From the rustic quiet of a country town I look back on the bustling earnest life of my Alma Mater with considerable nostalgia, but realise that such an institution is essentially one for youth.
The thousands of students who have passed through Victoria University College in the past fifty years have amply justified the establishment of what was considered in the late nineteenth century to be a luxury scarcely justified at the time, but the Cinderella of the University Colleges has produced scholars, scientists, lawyers, and administrators who have more than held their own in the promotion of culture in the British Commonwealth.
To me the most vivid memory of the College is that of the opening days of the session for the year—with hundreds of eager young students ready to take large helpings of what an American writer many years ago described as the one thing in the world which you can take without anyone else being the poorer—education. In that phrase he struck the keynote of what appears to me to be the essential of life—no one can receive education without radiating that education to his fellows. We must put more into life than we take out of it, otherwise the nation will be bankrupt. Service to the community must go hand in hand with individual ambition—the highest ambition must be the community welfare.
This seems to be contrary to the ideas that are very widespread at the present time; the dominant idea of a large section of the community which makes the New Zealand nation, seems to be to take as much out of the pool and give as little back as possible.
If in a football team there are some who do not give of their best, the team must lose unless the remainder do more than their share.
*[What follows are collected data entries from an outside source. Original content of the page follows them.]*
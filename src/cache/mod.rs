//! Persisted build cache: composes the fingerprint, parsed-content,
//! rendered-output, dependency, autodoc, generated-members, and
//! taxonomy-index sub-tables behind one coherent API, plus two top-level
//! scalars (`config_hash`, `asset_manifest_mtime`) that invalidate broad
//! swaths of the others when they change.
//!
//! Owned exclusively by the orchestrator thread while a build runs; once
//! the site snapshot is frozen the cache is read-only to worker threads,
//! with writes collected and flushed in one pass at save time.

pub mod autodoc;
pub mod dependencies;
pub mod fingerprints;
pub mod generated_members;
pub mod page_cores;
pub mod parsed_content;
pub mod rendered_output;
pub mod store;
pub mod taxonomy_index;

use autodoc::{AutodocDependencyEntry, AutodocSourceMetadata, AutodocTracker};
use dependencies::{DependencyEntry, DependencyGraph};
use fingerprints::{FingerprintEntry, FingerprintTable};
use generated_members::{GeneratedMembersCache, GeneratedMembersEntry};
use page_cores::{PageCoreCache, PageCoreEntry};
use parsed_content::{ParsedContentCache, ParsedContentEntry};
use rendered_output::{RenderedOutputCache, RenderedOutputEntry};
use std::path::{Path, PathBuf};
use store::CacheStore;
use taxonomy_index::{TaxonomyIndex, TaxonomyIndexEntry};

use crate::primitives::ContentHash;

const FINGERPRINTS_VERSION: u32 = 1;
const PARSED_CONTENT_VERSION: u32 = 1;
const RENDERED_OUTPUT_VERSION: u32 = 1;
const DEPENDENCIES_VERSION: u32 = 1;
const AUTODOC_DEPS_VERSION: u32 = 1;
const AUTODOC_METADATA_VERSION: u32 = 1;
const GENERATED_MEMBERS_VERSION: u32 = 1;
const TAXONOMY_INDEX_VERSION: u32 = 1;
const PAGE_CORES_VERSION: u32 = 1;
const SCALARS_VERSION: u32 = 1;

pub struct BuildCache {
    dir: PathBuf,
    pub fingerprints: FingerprintTable,
    pub parsed_content: ParsedContentCache,
    pub rendered_output: RenderedOutputCache,
    pub dependencies: DependencyGraph,
    pub autodoc: AutodocTracker,
    pub generated_members: GeneratedMembersCache,
    pub taxonomy_index: TaxonomyIndex,
    pub page_cores: PageCoreCache,
    pub config_hash: Option<ContentHash>,
    pub asset_manifest_mtime: f64,
}

struct ScalarsEntry {
    config_hash: Option<String>,
    asset_manifest_mtime: f64,
}

impl store::Cacheable for ScalarsEntry {
    fn to_cache_dict(&self) -> serde_json::Value {
        serde_json::json!({
            "config_hash": self.config_hash,
            "asset_manifest_mtime": self.asset_manifest_mtime,
        })
    }

    fn from_cache_dict(value: &serde_json::Value) -> Result<Self, String> {
        Ok(ScalarsEntry {
            config_hash: value.get("config_hash").and_then(serde_json::Value::as_str).map(str::to_string),
            asset_manifest_mtime: value.get("asset_manifest_mtime").and_then(serde_json::Value::as_f64).unwrap_or(0.0),
        })
    }
}

impl BuildCache {
    /// Empty cache, as if loading a cold cache directory.
    pub fn empty(dir: impl Into<PathBuf>) -> Self {
        Self {
            dir: dir.into(),
            fingerprints: FingerprintTable::default(),
            parsed_content: ParsedContentCache::default(),
            rendered_output: RenderedOutputCache::default(),
            dependencies: DependencyGraph::default(),
            autodoc: AutodocTracker::default(),
            generated_members: GeneratedMembersCache::default(),
            taxonomy_index: TaxonomyIndex::default(),
            page_cores: PageCoreCache::default(),
            config_hash: None,
            asset_manifest_mtime: 0.0,
        }
    }

    fn store_for(&self, name: &str) -> CacheStore {
        CacheStore::new(self.dir.join(name))
    }

    /// Tolerant load of every sub-table; any individual table anomaly only
    /// empties that table, never the whole cache.
    pub fn load(dir: impl Into<PathBuf>) -> Self {
        let dir = dir.into();
        let mk = |name: &str| CacheStore::new(dir.join(name));

        let fingerprints = FingerprintTable::from_entries(mk("fingerprints.json").load::<FingerprintEntry>(FINGERPRINTS_VERSION));
        let parsed_entries = mk("parsed_content.json").load::<ParsedContentEntry>(PARSED_CONTENT_VERSION);
        let dependency_entries = mk("dependencies.json").load::<DependencyEntry>(DEPENDENCIES_VERSION);
        let parsed_content = ParsedContentCache::from_entries(parsed_entries);
        let rendered_output = RenderedOutputCache::from_entries(mk("rendered_output.json").load::<RenderedOutputEntry>(RENDERED_OUTPUT_VERSION));
        let dependencies = DependencyGraph::from_entries(dependency_entries);
        let autodoc_deps = mk("autodoc_dependencies.json").load::<AutodocDependencyEntry>(AUTODOC_DEPS_VERSION);
        let autodoc_meta = mk("autodoc_source_metadata.json").load::<AutodocSourceMetadata>(AUTODOC_METADATA_VERSION);
        let autodoc = AutodocTracker::from_parts(autodoc_deps, autodoc_meta);
        let generated_members = GeneratedMembersCache::from_entries(mk("generated_page_members.json").load::<GeneratedMembersEntry>(GENERATED_MEMBERS_VERSION));
        let taxonomy_index = TaxonomyIndex::from_entries(mk("taxonomy_index.json").load::<TaxonomyIndexEntry>(TAXONOMY_INDEX_VERSION));
        let page_cores = PageCoreCache::from_entries(mk("page_cores.json").load::<PageCoreEntry>(PAGE_CORES_VERSION));
        let scalars = mk("scalars.json").load::<ScalarsEntry>(SCALARS_VERSION);
        let (config_hash, asset_manifest_mtime) = scalars
            .into_iter()
            .next()
            .map(|s| (s.config_hash.map(|h| ContentHash::from_hex(&h)), s.asset_manifest_mtime))
            .unwrap_or((None, 0.0));

        Self {
            dir,
            fingerprints,
            parsed_content,
            rendered_output,
            dependencies,
            autodoc,
            generated_members,
            taxonomy_index,
            page_cores,
            config_hash,
            asset_manifest_mtime,
        }
    }

    /// Flush every sub-table to disk. Each table's save is independent;
    /// a write failure in one does not prevent the others from saving.
    pub fn save(self) -> std::io::Result<()> {
        std::fs::create_dir_all(&self.dir)?;
        self.store_for("fingerprints.json").save(&self.fingerprints.into_entries(), FINGERPRINTS_VERSION)?;
        let dependency_entries = self.dependencies.into_entries();
        self.store_for("dependencies.json").save(&dependency_entries, DEPENDENCIES_VERSION)?;
        self.store_for("parsed_content.json").save(&self.parsed_content.into_entries(), PARSED_CONTENT_VERSION)?;
        self.store_for("rendered_output.json").save(&self.rendered_output.into_entries(), RENDERED_OUTPUT_VERSION)?;
        let (autodoc_deps, autodoc_meta) = self.autodoc.into_parts();
        self.store_for("autodoc_dependencies.json").save(&autodoc_deps, AUTODOC_DEPS_VERSION)?;
        self.store_for("autodoc_source_metadata.json").save(&autodoc_meta, AUTODOC_METADATA_VERSION)?;
        self.store_for("generated_page_members.json").save(&self.generated_members.into_entries(), GENERATED_MEMBERS_VERSION)?;
        self.store_for("taxonomy_index.json").save(&self.taxonomy_index.into_entries(), TAXONOMY_INDEX_VERSION)?;
        self.store_for("page_cores.json").save(&self.page_cores.into_entries(), PAGE_CORES_VERSION)?;
        self.store_for("scalars.json").save(
            &[ScalarsEntry {
                config_hash: self.config_hash.as_ref().map(|h| h.as_str().to_string()),
                asset_manifest_mtime: self.asset_manifest_mtime,
            }],
            SCALARS_VERSION,
        )?;
        Ok(())
    }

    pub fn dir(&self) -> &Path {
        &self.dir
    }
}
So it is in the nation. Unless we can develop the idea of doing our best, not for ourselves alone, but for the nation, the next generation will be poorer than the present; we shall be living on capital. This must be one of the most important missions of the University—to preach and practise the doctrine, "Give your best; don't be afraid that someone may make a little extra profit out of your extra effort."
A good fanner loves his land, and his aim is to see his farm constantly improving as a result of his work; at the end of his life his pride is that his farm is better as a result of what he had put into it. So it should be with the nation; we are all farmers, and our farm is our country. At the end of life—and life is short—let us ask ourselves the question: is New Zealand any better off for our having lived? If the answer is positive, we can close our eyes in peace.